=== Section Start ===

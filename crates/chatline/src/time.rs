/// Returns the current time as milliseconds since the Unix epoch.
pub fn now_ms() -> i64 {
    std::time::SystemTime::now()
        .duration_since(std::time::UNIX_EPOCH)
        .unwrap_or_default()
        .as_millis() as i64
}

/// Returns the current time as whole seconds since the Unix epoch.
pub fn now_secs() -> u64 {
    std::time::SystemTime::now()
        .duration_since(std::time::UNIX_EPOCH)
        .unwrap_or_default()
        .as_secs()
}
use anyhow::{Context, Result, anyhow};
use chatline::protocol::{Envelope, Frame, MessageId, UserId};
use rusqlite::{Connection, OptionalExtension, params};
use std::path::Path;
use std::sync::{Mutex as StdMutex, MutexGuard};

use super::{HistoryKey, HistoryStore, OfflineQueue};

/// SQLite-backed offline queue and history that survive relay restarts.
///
/// Records are stored as JSON text, one row per frame or envelope. All
/// operations serialize on one connection, so writes for different users
/// contend with each other; [`MemoryOfflineQueue`](super::MemoryOfflineQueue)
/// and [`MemoryHistory`](super::MemoryHistory) keep keys independent. Each
/// operation is one short statement or transaction on the blocking pool.
pub struct SqliteStore {
    conn: StdMutex<Connection>,
    history_limit: usize,
}

impl SqliteStore {
    pub fn open(path: &Path, history_limit: usize) -> Result<Self> {
        if let Some(parent) = path.parent() {
            std::fs::create_dir_all(parent)
                .with_context(|| format!("failed to create {}", parent.display()))?;
        }
        let conn = Connection::open(path)
            .with_context(|| format!("failed to open message db {}", path.display()))?;
        Self::init(conn, history_limit)
    }

    pub fn open_in_memory(history_limit: usize) -> Result<Self> {
        let conn = Connection::open_in_memory().context("failed to open in-memory sqlite")?;
        Self::init(conn, history_limit)
    }

    fn init(conn: Connection, history_limit: usize) -> Result<Self> {
        // WAL mode for better concurrent read performance
        conn.pragma_update(None, "journal_mode", "WAL").ok();
        conn.pragma_update(None, "synchronous", "NORMAL").ok();

        conn.execute_batch(
            "CREATE TABLE IF NOT EXISTS offline_queue (
                seq         INTEGER PRIMARY KEY AUTOINCREMENT,
                user_id     INTEGER NOT NULL,
                frame       TEXT NOT NULL
            );
            CREATE INDEX IF NOT EXISTS idx_offline_user ON offline_queue(user_id, seq);
            CREATE TABLE IF NOT EXISTS history (
                seq             INTEGER PRIMARY KEY AUTOINCREMENT,
                owner_id        INTEGER NOT NULL,
                chat_type       TEXT NOT NULL,
                counterpart_id  INTEGER NOT NULL,
                message_id      INTEGER NOT NULL,
                envelope        TEXT NOT NULL
            );
            CREATE INDEX IF NOT EXISTS idx_history_pair
                ON history(owner_id, chat_type, counterpart_id, seq);",
        )
        .context("failed to create message tables")?;

        let queued: i64 = conn
            .query_row("SELECT COUNT(*) FROM offline_queue", [], |row| row.get(0))
            .unwrap_or(0);
        if queued > 0 {
            tracing::info!(queued, "loaded offline queue from disk");
        }

        Ok(Self {
            conn: StdMutex::new(conn),
            history_limit: history_limit.max(1),
        })
    }

    fn lock(&self) -> Result<MutexGuard<'_, Connection>> {
        self.conn.lock().map_err(|e| anyhow!("lock poisoned: {e}"))
    }
}

impl OfflineQueue for SqliteStore {
    fn push(&self, user_id: UserId, frame: &Frame) -> Result<()> {
        let json = serde_json::to_string(frame)?;
        self.lock()?
            .execute(
                "INSERT INTO offline_queue (user_id, frame) VALUES (?1, ?2)",
                params![user_id, json],
            )
            .context("failed to enqueue frame")?;
        Ok(())
    }

    fn take_all(&self, user_id: UserId) -> Result<Vec<Frame>> {
        let mut conn = self.lock()?;
        let tx = conn.transaction()?;
        let rows = {
            let mut stmt =
                tx.prepare("SELECT seq, frame FROM offline_queue WHERE user_id = ?1 ORDER BY seq")?;
            let rows = stmt
                .query_map([user_id], |row| {
                    Ok((row.get::<_, i64>(0)?, row.get::<_, String>(1)?))
                })?
                .collect::<rusqlite::Result<Vec<_>>>()?;
            rows
        };
        tx.execute("DELETE FROM offline_queue WHERE user_id = ?1", [user_id])?;
        tx.commit().context("failed to drain offline queue")?;

        let mut frames = Vec::with_capacity(rows.len());
        for (seq, json) in rows {
            match serde_json::from_str(&json) {
                Ok(frame) => frames.push(frame),
                Err(e) => tracing::warn!(user_id, seq, error = %e, "dropping unreadable queued frame"),
            }
        }
        Ok(frames)
    }

    fn len(&self, user_id: UserId) -> Result<usize> {
        let count: i64 = self.lock()?.query_row(
            "SELECT COUNT(*) FROM offline_queue WHERE user_id = ?1",
            [user_id],
            |row| row.get(0),
        )?;
        Ok(count as usize)
    }
}

impl HistoryStore for SqliteStore {
    fn append(&self, key: &HistoryKey, envelope: &Envelope) -> Result<()> {
        let json = serde_json::to_string(envelope)?;
        let mut conn = self.lock()?;
        let tx = conn.transaction()?;
        tx.execute(
            "INSERT INTO history (owner_id, chat_type, counterpart_id, message_id, envelope)
                 VALUES (?1, ?2, ?3, ?4, ?5)",
            params![
                key.owner,
                key.chat_type.as_str(),
                key.counterpart,
                envelope.id,
                json
            ],
        )?;
        tx.execute(
            "DELETE FROM history
                 WHERE owner_id = ?1 AND chat_type = ?2 AND counterpart_id = ?3
                   AND seq NOT IN (
                       SELECT seq FROM history
                        WHERE owner_id = ?1 AND chat_type = ?2 AND counterpart_id = ?3
                        ORDER BY seq DESC LIMIT ?4
                   )",
            params![
                key.owner,
                key.chat_type.as_str(),
                key.counterpart,
                self.history_limit as i64
            ],
        )?;
        tx.commit().context("failed to append history")?;
        Ok(())
    }

    fn mark_removed(&self, key: &HistoryKey, id: MessageId) -> Result<bool> {
        let conn = self.lock()?;
        let row = conn
            .query_row(
                "SELECT seq, envelope FROM history
                     WHERE owner_id = ?1 AND chat_type = ?2 AND counterpart_id = ?3
                       AND message_id = ?4
                     ORDER BY seq DESC LIMIT 1",
                params![key.owner, key.chat_type.as_str(), key.counterpart, id],
                |row| Ok((row.get::<_, i64>(0)?, row.get::<_, String>(1)?)),
            )
            .optional()?;
        let Some((seq, json)) = row else {
            return Ok(false);
        };

        let mut envelope: Envelope =
            serde_json::from_str(&json).context("stored envelope is unreadable")?;
        envelope.isremove = true;
        conn.execute(
            "UPDATE history SET envelope = ?1 WHERE seq = ?2",
            params![serde_json::to_string(&envelope)?, seq],
        )?;
        Ok(true)
    }

    fn recent(&self, key: &HistoryKey, limit: usize) -> Result<Vec<Envelope>> {
        let conn = self.lock()?;
        let mut stmt = conn.prepare(
            "SELECT envelope FROM history
                 WHERE owner_id = ?1 AND chat_type = ?2 AND counterpart_id = ?3
                 ORDER BY seq DESC LIMIT ?4",
        )?;
        let rows = stmt
            .query_map(
                params![
                    key.owner,
                    key.chat_type.as_str(),
                    key.counterpart,
                    limit as i64
                ],
                |row| row.get::<_, String>(0),
            )?
            .collect::<rusqlite::Result<Vec<_>>>()?;

        let mut envelopes = rows
            .iter()
            .map(|json| serde_json::from_str(json).context("stored envelope is unreadable"))
            .collect::<Result<Vec<Envelope>>>()?;
        envelopes.reverse();
        Ok(envelopes)
    }
}
use chatline::protocol::{ChatType, Envelope, Frame, FrameData, Tombstone, UserId};
use std::sync::Arc;
use tracing::{debug, warn};

use crate::error::RelayError;
use crate::registry::SessionRegistry;
use crate::store::{HistoryKey, HistoryStore, OfflineQueue, blocking};

#[derive(Debug, Clone, Copy, PartialEq, Eq)]
pub enum DeliveryOutcome {
    /// Pushed to the live connection and recorded in history.
    Live,
    /// Recipient offline; appended to their queue.
    Queued,
    /// Failed and logged. Not retried.
    Dropped,
}

/// History key under which `owner` keeps a message between `from_id` and
/// `to_id`. Received messages, group ones included, are filed under the
/// sender; a sender's own direct copy is filed under the recipient.
pub fn history_key(owner: UserId, chat_type: ChatType, from_id: UserId, to_id: i64) -> HistoryKey {
    let counterpart = match chat_type {
        ChatType::User if owner == from_id => to_id,
        ChatType::User | ChatType::Group => from_id,
    };
    HistoryKey::new(owner, chat_type, counterpart)
}

fn envelope_key(owner: UserId, envelope: &Envelope) -> HistoryKey {
    history_key(owner, envelope.chat_type, envelope.from_id, envelope.to_id)
}

fn tombstone_key(owner: UserId, tombstone: &Tombstone) -> HistoryKey {
    history_key(owner, tombstone.chat_type, tombstone.from_id, tombstone.to_id)
}

/// Decides live push vs offline queue for every frame sent to a user.
pub struct DeliveryRouter {
    registry: Arc<SessionRegistry>,
    offline: Arc<dyn OfflineQueue>,
    history: Arc<dyn HistoryStore>,
}

impl DeliveryRouter {
    pub fn new(
        registry: Arc<SessionRegistry>,
        offline: Arc<dyn OfflineQueue>,
        history: Arc<dyn HistoryStore>,
    ) -> Self {
        Self {
            registry,
            offline,
            history,
        }
    }

    pub fn registry(&self) -> &Arc<SessionRegistry> {
        &self.registry
    }

    /// Deliver `frame` to `recipient`. Never fails: errors are logged here
    /// and reported as [`DeliveryOutcome::Dropped`].
    pub async fn deliver(&self, recipient: UserId, frame: Frame) -> DeliveryOutcome {
        let label = frame.msg;
        match self.try_deliver(recipient, frame).await {
            Ok(outcome) => {
                debug!(recipient, ?label, ?outcome, "frame delivered");
                outcome
            }
            Err(e) => {
                warn!(recipient, ?label, error = %e, "delivery failed");
                DeliveryOutcome::Dropped
            }
        }
    }

    async fn try_deliver(&self, recipient: UserId, frame: Frame) -> Result<DeliveryOutcome, RelayError> {
        // The session may appear right after this lookup; the frame is then
        // queued and handed over on the next replay.
        match self.registry.lookup(recipient) {
            Some(handle) => {
                handle.push(frame.clone()).await?;
                self.record(recipient, frame).await?;
                Ok(DeliveryOutcome::Live)
            }
            None => {
                let offline = self.offline.clone();
                blocking(move || offline.push(recipient, &frame)).await?;
                Ok(DeliveryOutcome::Queued)
            }
        }
    }

    /// Reflect a frame the recipient has seen in their history.
    async fn record(&self, recipient: UserId, frame: Frame) -> anyhow::Result<()> {
        let history = self.history.clone();
        match frame.data {
            Some(FrameData::Envelope(envelope)) => {
                let key = envelope_key(recipient, &envelope);
                blocking(move || history.append(&key, &envelope)).await
            }
            Some(FrameData::Tombstone(tombstone)) => {
                let key = tombstone_key(recipient, &tombstone);
                blocking(move || history.mark_removed(&key, tombstone.id).map(|_| ())).await
            }
            _ => Ok(()),
        }
    }

    /// Drain `user_id`'s offline queue and push it to their live connection.
    ///
    /// The batch is taken in one store operation and returned whether or not
    /// the push succeeds; frames are not re-queued.
    pub async fn replay(&self, user_id: UserId) -> Result<Vec<Frame>, RelayError> {
        let offline = self.offline.clone();
        let frames = blocking(move || offline.take_all(user_id)).await?;
        if frames.is_empty() {
            return Ok(frames);
        }

        match self.registry.lookup(user_id) {
            Some(handle) => {
                for frame in &frames {
                    let pushed = match handle.push(frame.clone()).await {
                        Ok(()) => self.record(user_id, frame.clone()).await.map_err(RelayError::from),
                        Err(e) => Err(e),
                    };
                    if let Err(e) = pushed {
                        warn!(user_id, error = %e, "replay push failed");
                    }
                }
            }
            None => debug!(user_id, count = frames.len(), "replayed without live session"),
        }
        debug!(user_id, count = frames.len(), "offline queue drained");
        Ok(frames)
    }

    /// Push-only signal; dropped if the user is offline.
    pub async fn notify(&self, user_id: UserId, frame: Frame) -> bool {
        let Some(handle) = self.registry.lookup(user_id) else {
            return false;
        };
        match handle.push(frame).await {
            Ok(()) => true,
            Err(e) => {
                debug!(user_id, error = %e, "notify failed");
                false
            }
        }
    }

    /// File the sender's own copy of an envelope. Store failures are logged
    /// and reported as `false`; the message has already been routed.
    pub async fn keep_copy(&self, owner: UserId, envelope: Envelope) -> bool {
        let history = self.history.clone();
        let key = envelope_key(owner, &envelope);
        let message_id = envelope.id;
        match blocking(move || history.append(&key, &envelope)).await {
            Ok(()) => true,
            Err(e) => {
                warn!(owner, message_id, error = %e, "failed to keep sender copy");
                false
            }
        }
    }

    /// Mark the sender's own copy of a recalled message. Returns whether a
    /// copy was marked; store failures are logged and reported as `false`.
    pub async fn mark_copy_removed(&self, owner: UserId, tombstone: Tombstone) -> bool {
        let history = self.history.clone();
        let key = tombstone_key(owner, &tombstone);
        match blocking(move || history.mark_removed(&key, tombstone.id)).await {
            Ok(marked) => marked,
            Err(e) => {
                warn!(owner, message_id = tombstone.id, error = %e, "failed to mark sender copy");
                false
            }
        }
    }

    pub async fn history(&self, key: HistoryKey, limit: usize) -> anyhow::Result<Vec<Envelope>> {
        let history = self.history.clone();
        blocking(move || history.recent(&key, limit)).await
    }

    pub async fn queued(&self, user_id: UserId) -> anyhow::Result<usize> {
        let offline = self.offline.clone();
        blocking(move || offline.len(user_id)).await
    }
}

=== Section End ===

** Exercise instructions **
Copy out each line of the data where the string "path" appears.

** Exercise output **
use std::path::Path;
    pub fn open(path: &Path, history_limit: usize) -> Result<Self> {
        if let Some(parent) = path.parent() {
        let conn = Connection::open(path)
            .with_context(|| format!("failed to open message db {}", path.display()))?;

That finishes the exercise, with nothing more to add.